His eyes seemed slightly unfocused, his stance weighted and movements retarded, an indolent, drunken sort of sway. He took a step away from her and started falling, but she lunged out to catch him before he could collapse and injure himself further.

“Look,” she pointed, indicating St. Marien’s hospital, a fortuitous positioning directly across the street from the church.

And behind the hospital, the university. Almost like the city planners knew the students would get up to no good on campus and injure themselves in the no-good-ness.

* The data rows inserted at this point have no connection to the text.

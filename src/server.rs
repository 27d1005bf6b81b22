use crate::language::{Catalog, CatalogError, FilterQuery, WordEntry};
use axum::{
    extract::{Query, State},
    http::StatusCode,
    response::{IntoResponse, Response},
    routing::get,
    Json, Router,
};
use serde::{Deserialize, Serialize};
use serde_json::json;
use std::fmt;
use std::future::Future;
use std::net::SocketAddr;
use tokio::net::TcpListener;
use tokio::signal;
use tower_http::trace::{DefaultMakeSpan, DefaultOnResponse, TraceLayer};
use tracing::{debug, error, info};

#[derive(Debug, Deserialize)]
pub struct WordsParams {
    pub chars: Option<String>,
}

#[derive(Debug, Clone, Serialize, Deserialize, PartialEq)]
pub struct WordsResponse {
    pub words: Vec<WordEntry>,
}

/// Where the router gets its catalog from on each request.
pub type CatalogLoader = fn() -> Result<&'static Catalog, CatalogError>;

/// Answer a `/words` query against `catalog`.
pub fn words_for(catalog: &Catalog, chars: Option<&str>) -> WordsResponse {
    let query = FilterQuery::from_param(chars);
    WordsResponse {
        words: catalog.filter(query.pool()),
    }
}

#[derive(Debug)]
pub enum ServerError {
    Io(std::io::Error),
}

impl fmt::Display for ServerError {
    fn fmt(&self, f: &mut fmt::Formatter<'_>) -> fmt::Result {
        match self {
            ServerError::Io(err) => write!(f, "io error: {err}"),
        }
    }
}

impl std::error::Error for ServerError {}

impl From<std::io::Error> for ServerError {
    fn from(value: std::io::Error) -> Self {
        ServerError::Io(value)
    }
}

#[derive(Debug)]
struct ApiError {
    status: StatusCode,
    message: String,
}

impl ApiError {
    fn internal(message: impl Into<String>) -> Self {
        Self {
            status: StatusCode::INTERNAL_SERVER_ERROR,
            message: message.into(),
        }
    }
}

impl IntoResponse for ApiError {
    fn into_response(self) -> Response {
        let payload = json!({ "error": self.message });
        (self.status, Json(payload)).into_response()
    }
}

pub async fn serve(addr: SocketAddr) -> Result<(), ServerError> {
    info!(%addr, "Binding HTTP listener");
    let listener = TcpListener::bind(addr).await?;
    serve_with_listener(listener, shutdown_signal()).await
}

/// Serve on an already bound listener until `shutdown` resolves.
pub async fn serve_with_listener<F>(listener: TcpListener, shutdown: F) -> Result<(), ServerError>
where
    F: Future<Output = ()> + Send + 'static,
{
    if let Ok(addr) = listener.local_addr() {
        info!(%addr, "word service listening");
    }
    axum::serve(listener, build_router())
        .with_graceful_shutdown(shutdown)
        .await?;
    info!("HTTP server exited");
    Ok(())
}

pub fn build_router() -> Router {
    build_router_with(Catalog::builtin)
}

pub fn build_router_with(load: CatalogLoader) -> Router {
    Router::new()
        .route("/words", get(api_words))
        .route("/api/words", get(api_words))
        .route("/healthz", get(health))
        .layer(
            TraceLayer::new_for_http()
                .make_span_with(DefaultMakeSpan::new())
                .on_response(DefaultOnResponse::new()),
        )
        .with_state(load)
}

async fn shutdown_signal() {
    let ctrl_c = async {
        let _ = signal::ctrl_c().await;
    };
    #[cfg(unix)]
    let terminate = async {
        use tokio::signal::unix::{signal, SignalKind};
        if let Ok(mut stream) = signal(SignalKind::terminate()) {
            let _ = stream.recv().await;
        }
    };
    #[cfg(not(unix))]
    let terminate = std::future::pending::<()>();

    tokio::select! {
        _ = ctrl_c => {},
        _ = terminate => {},
    }
}

async fn health() -> impl IntoResponse {
    Json(json!({ "status": "ok", "service": "kanatap" }))
}

async fn api_words(
    State(load): State<CatalogLoader>,
    Query(params): Query<WordsParams>,
) -> Result<Json<WordsResponse>, ApiError> {
    let catalog = load().map_err(|err| {
        error!(%err, "Failed to fetch words");
        ApiError::internal("Failed to fetch words")
    })?;
    let response = words_for(catalog, params.chars.as_deref());
    debug!(
        chars = ?params.chars,
        matched = response.words.len(),
        "served word list"
    );
    Ok(Json(response))
}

From there, said troublemakers would cross the street to get patched up at the hospital. One more street over, a Romanesque church for confessions and penance. And if none of that worked, well, there was always the river one could fling themselves into, directly southwest of the church’s green.

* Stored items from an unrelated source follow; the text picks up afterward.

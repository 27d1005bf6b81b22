// Library surface for the binary, headless/integration tests and reuse.
pub mod app;
pub mod app_dirs;
pub mod client;
pub mod config;
pub mod language;
pub mod runtime;
pub mod server;
pub mod session;
pub mod ui;

pub use language::{filter_words, Catalog, CharacterPool, WordEntry};
pub use session::{PracticeSession, SessionPhase, TapOutcome};
use itertools::Itertools;
use std::collections::HashMap;

/// Multiset of characters a user supplies to constrain which words are practiced.
///
/// Stored as a frequency map, so the order the characters were entered in is
/// irrelevant to matching.
#[derive(Debug, Clone, Default, PartialEq, Eq)]
pub struct CharacterPool {
    counts: HashMap<char, usize>,
}

impl CharacterPool {
    pub fn new(chars: &str) -> Self {
        chars.chars().collect()
    }

    /// Total number of character occurrences in the pool.
    pub fn len(&self) -> usize {
        self.counts.values().sum()
    }

    pub fn is_empty(&self) -> bool {
        self.counts.is_empty()
    }

    pub fn count(&self, c: char) -> usize {
        self.counts.get(&c).copied().unwrap_or(0)
    }

    /// Whether every character of `script` can be matched to a distinct,
    /// unused occurrence of the same character in the pool.
    ///
    /// Works on a private copy of the counts and rejects on the first
    /// character with nothing left to consume.
    pub fn can_spell(&self, script: &str) -> bool {
        let mut remaining = self.counts.clone();
        for c in script.chars() {
            match remaining.get_mut(&c) {
                Some(n) if *n > 0 => *n -= 1,
                _ => return false,
            }
        }
        true
    }
}

impl FromIterator<char> for CharacterPool {
    fn from_iter<I: IntoIterator<Item = char>>(iter: I) -> Self {
        Self {
            counts: iter.into_iter().counts(),
        }
    }
}

/// A parsed `chars` query parameter.
#[derive(Debug, Clone, PartialEq, Eq)]
pub enum FilterQuery {
    /// No parameter: every word matches.
    All,
    /// Parameter present, possibly empty: only spellable words match.
    Pool(CharacterPool),
}

impl FilterQuery {
    /// `raw` is the already URL-decoded parameter. A present but empty value
    /// is an empty pool, not an absent filter.
    pub fn from_param(raw: Option<&str>) -> Self {
        match raw {
            Some(chars) => FilterQuery::Pool(CharacterPool::new(chars)),
            None => FilterQuery::All,
        }
    }

    pub fn pool(&self) -> Option<&CharacterPool> {
        match self {
            FilterQuery::Pool(pool) => Some(pool),
            FilterQuery::All => None,
        }
    }
}
use directories::ProjectDirs;
use std::path::PathBuf;

/// Centralized application directory resolution
pub struct AppDirs;

impl AppDirs {
    /// Where the practice client writes its log, since the terminal is busy
    /// drawing the UI.
    pub fn log_path() -> Option<PathBuf> {
        if let Ok(home) = std::env::var("HOME") {
            let state_dir = PathBuf::from(home)
                .join(".local")
                .join("state")
                .join("kanatap");
            Some(state_dir.join("kanatap.log"))
        } else {
            ProjectDirs::from("", "", "kanatap")
                .map(|proj_dirs| proj_dirs.data_local_dir().join("kanatap.log"))
        }
    }
}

A highly logical set-up, in Liesel’s opinion.

“Come,” Liesel commanded, flinging the boy’s arm over her shoulders once again.

She dragged him toward the emergency room where they were told to wait, despite the fact that the blood from the head wound was streaming pretty heavily by now. Liesel moved him toward one of the lobby chairs and pulled the hoodie of the guy’s sweatshirt up toward the back of his head, pressing gently. He flinched, but merely flopped his head forward in his hands, too disoriented to protest. She kept the pressure steady but didn’t ask him any questions.

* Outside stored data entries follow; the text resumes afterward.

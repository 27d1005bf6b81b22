pub mod core;
pub mod filter;
pub mod pool;

// Re-export the main types for convenience
pub use self::core::{Catalog, CatalogError, WordEntry};
pub use self::filter::filter_words;
pub use self::pool::{CharacterPool, FilterQuery};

She doubted he could answer properly, anyway.

Liesel was no doctor, but wasn’t blood supposed to clot after a little while? Pulling back the edges of the sopping hoodie, her stomach finally began roiling at the sight. Sticky, matted hair stained the heather grey cotton to black; once springy, bouncy-looking darker curls, were flattened by the blood of a viscous head wound. She didn’t even know the guy, but acknowledging that he’d been put in the same position she had, due to some… unknown reason, but a reason nonetheless, elicited a strange sense of companionship within Liesel, a resonant concern for his well-being.

Once the nursing staff took the boy into an examination room, she filled out the paperwork to the best of her abilities. This meant leaving ¾ of the page blank; she didn’t even know the guy’s name, let alone his DOB, allergies, med ID#, or the like. Hell, she couldn’t even be certain he was a student at the conservatory… but her gut told her he was. The incident report she left intentionally vague ( _he hit his head and fell_ ), and hoped the fact that she’d brought him in and signed her name to his paperwork would be reason enough for the doctors to let her see him.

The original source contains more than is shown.